Entenda, a seguir, como a legislação — que a equipe econômica estuda modificar na fase três da reforma tributária — beneficia três grupos que estão no topo da pirâmide: empresários, médicos, advogados e outros profissionais liberais PJ e os 5% mais ricos.
Empresários

Isso não quer dizer que o dinheiro que entra no bolso do acionista nunca foi tributado. Sobre o lucro das empresas incidem, via de regra, dois impostos: o imposto de renda da pessoa jurídica (IRPJ) e a Contribuição Social sobre o Lucro Líquido (CSLL).
Na prática, entretanto, as alíquotas efetivas são muitas vezes menores que as do IRPF (que chega a 27,5%) e, ao contrário deste último, o imposto não vai crescendo à medida que a renda aumenta.
Isso quer dizer, de forma grosseira, que um empresário que recebe R$ 50 mil por mês na forma de dividendos muitas vezes paga proporcionalmente menos imposto sobre a renda do que um trabalhador com carteira assinada que recebe R$ 5 mil.
A alíquota do IRPF começa em 7,5% para quem recebe acima do limite de isenção (cerca de R$ 2 mil) e vai crescendo progressivamente até chegar em 27,5%, cobrado quem tem remuneração maior que R$ 4.664,68, sobre tudo o que excede esse valor.
Já as empresas podem pagar IRPJ em diferentes modalidades, a depender do seu porte e de suas características: no lucro real, no lucro presumido, por meio do Simples.
Cerca de 76% das empresas estão enquadradas no regime do Simples, que tem alíquotas progressivas que variam de 4% a 33% e englobam 8 impostos, entre eles o IRPJ.
O Simples tem uma particularidade no Brasil. Como o limite máximo de receita bruta para se enquadrar no regime é alto (de R$ 4,8 milhões por ano), ele acaba incluindo pequenas empresas que não são tão pequenas assim. No Reino Unido, por exemplo, o limite máximo de receita para se enquadrar no regime equivalente é de US$ 119 mil; na França, de US$ 104 mil, conforme os dados da OCDE.
Já entre as empresas enquadradas no lucro real (em geral as grandes), a alíquota marginal é salgada, de 34% sobre o lucro (IRPJ e CSLL).
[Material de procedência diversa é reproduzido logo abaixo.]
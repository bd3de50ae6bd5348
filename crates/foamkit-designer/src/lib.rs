//! # FoamKit Designer
//!
//! 2D artifacts for a foam part: the annotated SVG drawing and the DXF
//! outline derived from it.
//!
//! ## Components
//!
//! - **Drawing**: top-down projection of the canonical layout, one group per layer
//! - **Legend**: replaceable overlay with quote, block size, material and cavity count
//! - **DXF**: outline document writer (inches, bottom-left origin)
//! - **Outline**: drawing primitives (or layout geometry) to DXF entities
//!
//! ## Architecture
//!
//! ```text
//! CanonicalLayout ──> Projection ──> SVG drawing ──> legend overlay
//!        │                               │
//!        │                               └──> parsed primitives ──┐
//!        └──────────────> primitives ─────────────────────────────┴──> Y flip ──> DXF
//! ```
//!
//! ## Usage
//!
//! ```rust,ignore
//! use foamkit_designer::{build_drawing, build_outline, DrawingOptions, Legend};
//!
//! let options = DrawingOptions::default();
//! let legend = Legend::for_layout("Q-1001", &layout).with_material("PE 1.7 lb");
//! let svg = build_drawing(&layout, &options, &legend);
//! let dxf = build_outline(Some(&svg), Some(&layout), &options);
//! ```

pub mod drawing;
pub mod dxf;
pub mod legend;
pub mod outline;

pub use drawing::{build_drawing, DrawingOptions, Primitive, Projection, BLOCK_ID};
pub use dxf::{DxfDocument, DxfEntity, DxfShape, Point, CAVITY_LAYER, OUTLINE_LAYER};
pub use legend::{apply_legend, strip_annotations, Legend, LEGEND_ID};
pub use outline::{build_outline, outline_from_drawing, outline_from_layout, Flip};
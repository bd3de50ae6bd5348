//! FoamKit Settings Crate
//!
//! Loads, saves and validates the export configuration.

pub mod config;
pub mod error;

pub use config::{
    Config, OutputSettings, ServiceSettings, SolidSettings, SolidStrategy,
    DEFAULT_SERVICE_TIMEOUT_MS,
};
pub use error::{SettingsError, SettingsResult};
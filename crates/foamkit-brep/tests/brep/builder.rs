use foamkit_brep::{
    build_solid_model, build_solid_model_with_stats, CavityRealization, SolidModelOptions,
};
use foamkit_layout::{Block, CanonicalLayout, Cavity, CavityShape, Layer};

fn cut() -> SolidModelOptions {
    SolidModelOptions::new("Q-1", CavityRealization::BoundingBoxCut)
}

fn single_layer(cavities: Vec<Cavity>) -> CanonicalLayout {
    let mut layer = Layer::new(2.0);
    layer.cavities = cavities;
    CanonicalLayout {
        block: Block::new(10.0, 8.0, 2.0),
        layers: vec![layer],
    }
}

fn points(doc: &str) -> Vec<(f64, f64, f64)> {
    doc.lines()
        .filter_map(|line| line.split_once("=CARTESIAN_POINT('',(")?.1.strip_suffix("));"))
        .map(|coords| {
            let v: Vec<f64> = coords.split(',').map(|c| c.parse().unwrap()).collect();
            (v[0], v[1], v[2])
        })
        .collect()
}

#[test]
fn test_plain_block_is_one_box() {
    let model = build_solid_model_with_stats(&single_layer(vec![]), &cut()).unwrap();

    assert_eq!(model.stats.boxes, 1);
    assert_eq!(model.stats.faces, 6);
    assert_eq!(model.stats.edges, 24);
    // 8 corners plus the representation origin
    assert_eq!(model.stats.points, 9);
    assert!(!model.document.contains("BOOLEAN_RESULT"));
    assert!(!model.document.contains("CSG_SOLID"));
}

#[test]
fn test_scenario_cavity_placement() {
    let layout = single_layer(vec![Cavity::rect(0.2, 0.3, 3.0, 2.0, 1.0)]);
    let doc = build_solid_model(&layout, &cut()).unwrap();

    // Corner at (2.0, 2.4) in, spanning z 1.0 to 2.0 in
    assert!(doc.contains("CARTESIAN_POINT('',(50.8,60.96,25.4))"));
    assert!(doc.contains("CARTESIAN_POINT('',(50.8,60.96,50.8))"));
    assert!(doc.contains("CARTESIAN_POINT('',(127.,111.76,50.8))"));
    assert_eq!(doc.matches("BOOLEAN_RESULT('',.DIFFERENCE.").count(), 1);
    assert_eq!(doc.matches("=CSG_SOLID(").count(), 1);
}

#[test]
fn test_cavity_depth_clamped_to_layer() {
    let layout = single_layer(vec![Cavity::rect(0.2, 0.3, 3.0, 2.0, 5.0)]);
    let doc = build_solid_model(&layout, &cut()).unwrap();

    let pts = points(&doc);
    assert!(pts.iter().all(|(_, _, z)| *z >= 0.0 && *z <= 50.8 + 1e-9));
    assert!(pts.contains(&(50.8, 60.96, 0.0)));
}

#[test]
fn test_layers_stack_bottom_to_top() {
    let layout = CanonicalLayout {
        block: Block::new(10.0, 8.0, 3.0),
        layers: vec![
            Layer::new(1.0),
            Layer::new(2.0).with_cavity(Cavity::rect(0.0, 0.0, 1.0, 1.0, 0.5)),
        ],
    };
    let model = build_solid_model_with_stats(&layout, &cut()).unwrap();
    assert_eq!(model.stats.layers, 2);
    assert_eq!(model.stats.boxes, 3);

    let pts = points(&model.document);
    // Second layer base starts at 1 in, cavity spans 2.5 to 3 in
    assert!(pts.contains(&(0.0, 0.0, 25.4)));
    assert!(pts.contains(&(0.0, 0.0, 63.5)));
    assert!(pts.contains(&(25.4, 25.4, 76.2)));
}

#[test]
fn test_realization_modes_are_distinct() {
    let layout = single_layer(vec![
        Cavity::rect(0.1, 0.1, 2.0, 2.0, 1.0),
        Cavity::circle(0.6, 0.5, 2.0, 1.0),
        Cavity::rect(0.4, 0.1, 2.0, 1.0, 1.0)
            .with_shape(CavityShape::RoundedRect { radius: 0.25 }),
    ]);

    let boxed = build_solid_model_with_stats(&layout, &cut()).unwrap();
    assert_eq!(boxed.stats.cavities_cut, 3);
    assert_eq!(boxed.stats.cavities_overlaid, 0);
    assert_eq!(boxed.document.matches("BOOLEAN_RESULT(").count(), 3);

    let overlay = SolidModelOptions::new("Q-1", CavityRealization::VisualOverlay);
    let visual = build_solid_model_with_stats(&layout, &overlay).unwrap();
    assert_eq!(visual.stats.cavities_cut, 1);
    assert_eq!(visual.stats.cavities_overlaid, 2);
    assert_eq!(visual.document.matches("BOOLEAN_RESULT(").count(), 1);
    assert_eq!(visual.document.matches("=MANIFOLD_SOLID_BREP(").count(), 4);
}

#[test]
fn test_unusable_layouts_produce_nothing() {
    let no_layers = CanonicalLayout {
        block: Block::new(10.0, 8.0, 2.0),
        layers: vec![],
    };
    assert!(build_solid_model(&no_layers, &cut()).is_none());

    let zero_layer = CanonicalLayout {
        block: Block::new(10.0, 8.0, 2.0),
        layers: vec![Layer::new(0.0)],
    };
    assert!(build_solid_model(&zero_layer, &cut()).is_none());

    let flat = single_layer(vec![]);
    let flat = CanonicalLayout {
        block: Block::new(10.0, 0.0, 2.0),
        ..flat
    };
    assert!(build_solid_model(&flat, &cut()).is_none());
}
//! Legend overlay
//!
//! The legend (quote, block size, material, cavity count) lives in its own
//! `<g id="foamkit-legend">` group on top of the geometry. Applying a legend
//! first removes every overlay group already present, so regenerating a
//! drawing never accumulates stale legends.

use crate::drawing::{escape, n};
use foamkit_core::{format_length, LengthUnit};
use foamkit_layout::CanonicalLayout;
use std::fmt::Write;

/// Id of the legend group
pub const LEGEND_ID: &str = "foamkit-legend";

/// Group ids treated as removable overlays
pub const OVERLAY_IDS: &[&str] = &[LEGEND_ID, "foamkit-annotations"];

const LINE_HEIGHT: f64 = 13.0;
const CHAR_WIDTH: f64 = 6.5;

/// Legend contents.
#[derive(Debug, Clone, Default, PartialEq)]
pub struct Legend {
    pub quote_id: String,
    pub material: Option<String>,
    /// Length, width, thickness in inches
    pub block: Option<(f64, f64, f64)>,
    pub cavity_count: Option<usize>,
}

impl Legend {
    pub fn new(quote_id: impl Into<String>) -> Self {
        Self {
            quote_id: quote_id.into(),
            ..Self::default()
        }
    }

    /// Legend describing `layout`
    pub fn for_layout(quote_id: impl Into<String>, layout: &CanonicalLayout) -> Self {
        Self {
            quote_id: quote_id.into(),
            material: None,
            block: Some((layout.block.length, layout.block.width, layout.block.thickness)),
            cavity_count: Some(layout.cavity_count()),
        }
    }

    pub fn with_material(mut self, material: impl Into<String>) -> Self {
        let material = material.into();
        self.material = (!material.trim().is_empty()).then_some(material);
        self
    }

    pub fn lines(&self) -> Vec<String> {
        let mut lines = vec![format!("Quote: {}", self.quote_id)];
        if let Some((l, w, t)) = self.block {
            let fmt = |v| format_length(v, LengthUnit::Inch);
            lines.push(format!("Block: {} × {} × {} in", fmt(l), fmt(w), fmt(t)));
        }
        if let Some(material) = &self.material {
            lines.push(format!("Material: {}", material));
        }
        if let Some(count) = self.cavity_count {
            lines.push(format!("Cavities: {}", count));
        }
        lines
    }

    /// Overlay group markup, one line per element
    pub fn render(&self) -> String {
        let lines = self.lines();
        let widest = lines.iter().map(|l| l.chars().count()).max().unwrap_or(0) as f64;

        let mut out = String::new();
        let _ = writeln!(
            out,
            "  <g id=\"{}\" font-family=\"sans-serif\" font-size=\"11\">",
            LEGEND_ID
        );
        let _ = writeln!(
            out,
            "    <rect x=\"2\" y=\"2\" width=\"{}\" height=\"{}\" fill=\"#ffffff\" fill-opacity=\"0.85\" stroke=\"none\"/>",
            n(widest * CHAR_WIDTH + 8.0),
            n(lines.len() as f64 * LINE_HEIGHT + 6.0)
        );
        for (i, line) in lines.iter().enumerate() {
            let _ = writeln!(
                out,
                "    <text x=\"6\" y=\"{}\">{}</text>",
                n(2.0 + LINE_HEIGHT * (i as f64 + 1.0)),
                escape(line)
            );
        }
        out.push_str("  </g>\n");
        out
    }
}

/// Replace any overlay groups in `svg` with a fresh legend.
pub fn apply_legend(svg: &str, legend: &Legend) -> String {
    let mut out = strip_annotations(svg);
    let group = legend.render();
    match out.rfind("</svg>") {
        Some(pos) => out.insert_str(pos, &group),
        None => out.push_str(&group),
    }
    out
}

/// Remove every overlay group, nested groups included.
pub fn strip_annotations(svg: &str) -> String {
    let mut out = svg.to_string();
    while let Some((start, end)) = find_overlay(&out) {
        out.replace_range(start..end, "");
    }
    out
}

/// Byte range of the first overlay group, widened to whole lines when the
/// group sits on its own lines.
fn find_overlay(svg: &str) -> Option<(usize, usize)> {
    let start = OVERLAY_IDS
        .iter()
        .filter_map(|id| find_group_open(svg, id))
        .min()?;
    let end = matching_close(svg, start)?;

    let line_start = svg[..start].rfind('\n').map_or(0, |p| p + 1);
    let start = if svg[line_start..start].trim().is_empty() {
        line_start
    } else {
        start
    };
    let end = if svg[end..].starts_with('\n') { end + 1 } else { end };
    Some((start, end))
}

fn find_group_open(svg: &str, id: &str) -> Option<usize> {
    let needle = format!("id=\"{}\"", id);
    let mut search = 0;
    while let Some(offset) = svg[search..].find("<g") {
        let tag_start = search + offset;
        let tag_end = tag_start + svg[tag_start..].find('>')?;
        let tag = &svg[tag_start..tag_end];
        let is_group = tag[2..].starts_with(|c: char| c.is_whitespace());
        if is_group && tag.contains(&needle) {
            return Some(tag_start);
        }
        search = tag_end;
    }
    None
}

/// End (exclusive) of the `</g>` closing the group opened at `open`.
fn matching_close(svg: &str, open: usize) -> Option<usize> {
    let mut depth = 0usize;
    let mut pos = open;
    loop {
        let next_open = svg[pos..].find("<g").map(|p| pos + p);
        let next_close = svg[pos..].find("</g>").map(|p| pos + p)?;
        match next_open {
            Some(o) if o < next_close => {
                let tag_end = o + svg[o..].find('>')?;
                let is_group = svg[o + 2..].starts_with(|c: char| c.is_whitespace() || c == '>');
                if is_group && !svg[o..tag_end].ends_with('/') {
                    depth += 1;
                }
                pos = tag_end + 1;
            }
            _ => {
                depth = depth.checked_sub(1)?;
                pos = next_close + "</g>".len();
                if depth == 0 {
                    return Some(pos);
                }
            }
        }
    }
}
Em boa parte dos casos, entretanto, as empresas não recolhem 34% sobre o lucro. Primeiramente, porque o lucro contábil não é o mesmo que o lucro fiscal, aquele levado em conta na hora de calcular o imposto. Há certas categorias de despesa (como as despesas com empréstimos, por exemplo) e incentivos fiscais que podem ser excluídos da base de cálculo, que fazem com que a alíquota efetiva seja inferior a essa.
Entre as companhias abertas, a média é de 22%, como aponta uma apresentação feita pelo economista Sérgio Gobetti, que há anos estuda o Imposto de Renda e, mais especificamente, a isenção da tributação de dividendos.
O auditor da Receita Federal Fábio Ávila de Castro acrescenta que, na prática, o Brasil tributa menos o lucro (em proporção do PIB) do que vários países da América Latina, como México, Colômbia e Peru. Isso pode indicar que muitas empresas fazem uso de um planejamento tributário agressivo — ou seja, usam todos os artifícios previstos dentro da lei para reduzir ao máximo a base de incidência do imposto.
O economista, que estudou o IRPF tanto em seu mestrado quanto no doutorado, pondera ainda que, apesar de o imposto de renda no Brasil ser bastante progressivo, ele nem sempre considera a chamada capacidade contributiva — a ideia de que aqueles que têm mais devem pagar mais, expressa na Constituição no artigo 145.

Entre aqueles que estão entre os 1% mais ricos, diz o especialista, ele chega a ser regressivo: quanto maior a renda, menor a incidência de IRPF.
E em um país de renda média e com profundas desigualdades como o Brasil, não é preciso ser milionário para estar entre os 1% no topo da pirâmide. Para se ter uma referência, a Pesquisa Nacional por Amostra de Domicílios (Pnad) Contínua referente a 2019 apontou que, quando se leva em consideração a renda do trabalho, a renda média dos 1% mais ricos é de R$ 28 mil, quase 34 vezes mais do que o rendimento médio dos 50% da população com os menores rendimentos (R$ 850).